Arzo, 27, who like many Afghans goes by only one name, is the mother of six children living in the Bagrami camp for displaced people on the outskirts of Kabul.

She told The Associated Press recently that the family's only breadwinner is 8-year-old Fawad, who sells plastic bags in the local market. She said her husband lost his right leg, the victim of a suicide attack in Nangarhar province.

Arzo's eldest daughter, 10-year-old Husna, collects burnable garbage for the mother to cook a meal or boil tea in the corner of the house.

“If someone sees our misery they will help us with some loaves of bread, but most of the time, we have to just spend the day with an empty stomach. We are going through a lot of hardship and problems, we want a lot of things, but we can't afford to have them. My husband is disabled, who else will come to help us,” she said.

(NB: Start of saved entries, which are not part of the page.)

//! Application configuration
//!
//! Configuration is loaded from multiple sources with the following priority (lowest to highest):
//! 1. `config/default.toml` (version controlled)
//! 2. `config/user.toml` (gitignored, user overrides)
//! 3. Environment variables (`GLITTER_SECTION__KEY`)

use figment::{Figment, providers::{Format, Toml, Env}};
use serde::{Serialize, Deserialize};
use std::path::Path;

use crate::scene::SceneKind;

/// Main application configuration
#[derive(Debug, Clone, Default, Serialize, Deserialize)]
pub struct AppConfig {
    /// Window configuration
    #[serde(default)]
    pub window: WindowConfig,
    /// Rendering configuration
    #[serde(default)]
    pub rendering: RenderingConfig,
    /// Scene selection
    #[serde(default)]
    pub scene: SceneConfig,
    /// Debug configuration
    #[serde(default)]
    pub debug: DebugConfig,
}

impl AppConfig {
    /// Load configuration from default locations
    ///
    /// Priority (lowest to highest):
    /// 1. `config/default.toml`
    /// 2. `config/user.toml`
    /// 3. Environment variables (`GLITTER_*`)
    pub fn load() -> Result<Self, ConfigError> {
        Self::load_from("config")
    }

    /// Load configuration from a specific config directory
    pub fn load_from<P: AsRef<Path>>(config_dir: P) -> Result<Self, ConfigError> {
        let config_dir = config_dir.as_ref();
        let default_path = config_dir.join("default.toml");
        let user_path = config_dir.join("user.toml");

        let mut figment = Figment::new();

        if default_path.exists() {
            figment = figment.merge(Toml::file(&default_path));
        }

        if user_path.exists() {
            figment = figment.merge(Toml::file(&user_path));
        }

        // GLITTER_WINDOW__TITLE=Test -> window.title = "Test"
        figment = figment.merge(Env::prefixed("GLITTER_").split("__"));

        figment.extract().map_err(ConfigError::from)
    }
}

/// Window configuration
#[derive(Debug, Clone, Serialize, Deserialize)]
#[serde(default)]
pub struct WindowConfig {
    /// Window title
    pub title: String,
    /// Window width in pixels
    pub width: u32,
    /// Window height in pixels
    pub height: u32,
    /// Start in fullscreen mode
    pub fullscreen: bool,
    /// Enable VSync
    pub vsync: bool,
    /// Allow the user to resize the window
    pub resizable: bool,
}

impl Default for WindowConfig {
    fn default() -> Self {
        Self {
            title: "Glitter".to_string(),
            width: 1280,
            height: 800,
            fullscreen: false,
            vsync: true,
            resizable: true,
        }
    }
}

/// GPU adapter preference
#[derive(Debug, Clone, Copy, PartialEq, Eq, Default, Serialize, Deserialize)]
#[serde(rename_all = "snake_case")]
pub enum PowerPreference {
    #[default]
    HighPerformance,
    LowPower,
    None,
}

impl From<PowerPreference> for wgpu::PowerPreference {
    fn from(pref: PowerPreference) -> Self {
        match pref {
            PowerPreference::HighPerformance => wgpu::PowerPreference::HighPerformance,
            PowerPreference::LowPower => wgpu::PowerPreference::LowPower,
            PowerPreference::None => wgpu::PowerPreference::None,
        }
    }
}

/// Rendering configuration
#[derive(Debug, Clone, Serialize, Deserialize)]
#[serde(default)]
pub struct RenderingConfig {
    /// Background color [r, g, b, a]
    pub clear_color: [f32; 4],
    /// Draw triangle outlines instead of filled triangles
    pub wireframe: bool,
    /// Which adapter to ask for
    pub power_preference: PowerPreference,
}

impl Default for RenderingConfig {
    fn default() -> Self {
        Self {
            clear_color: [0.2, 0.3, 0.3, 1.0],
            wireframe: false,
            power_preference: PowerPreference::default(),
        }
    }
}

/// Scene configuration
#[derive(Debug, Clone, Default, Serialize, Deserialize)]
#[serde(default)]
pub struct SceneConfig {
    /// Which demo scene to draw
    pub kind: SceneKind,
}

/// Debug configuration
#[derive(Debug, Clone, Serialize, Deserialize)]
#[serde(default)]
pub struct DebugConfig {
    /// Log level (error, warn, info, debug, trace), overridden by `RUST_LOG`
    pub log_level: String,
}

impl Default for DebugConfig {
    fn default() -> Self {
        Self {
            log_level: "info".to_string(),
        }
    }
}

/// Configuration error
#[derive(Debug)]
pub struct ConfigError {
    message: String,
}

impl From<figment::Error> for ConfigError {
    fn from(e: figment::Error) -> Self {
        ConfigError {
            message: e.to_string(),
        }
    }
}

impl std::fmt::Display for ConfigError {
    fn fmt(&self, f: &mut std::fmt::Formatter<'_>) -> std::fmt::Result {
        write!(f, "Configuration error: {}", self.message)
    }
}

impl std::error::Error for ConfigError {}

In addition to Afghans displaced within the country, more than 742,000 Afghans have returned from Iran and Pakistan since the beginning of this year, according to the International Organisation for Migration. The majority of them are working and trying to provide for large families.

But with the lack of job opportunities and insecurity, it is often not possible for the breadwinner of a large family to adequately support them financially.

Grandi appealed to all sides of the conflict to reduce the violence in Afghanistan.

The violence “doesn't create the confidence in the peace process that they need, not only the refugees and displaced, but all the Afghan people," he said. “So, I am telling the Afghan people be patient, but I have to tell the others, hurry up and find the solution soon because it is much needed, 40 years is a long time for suffering."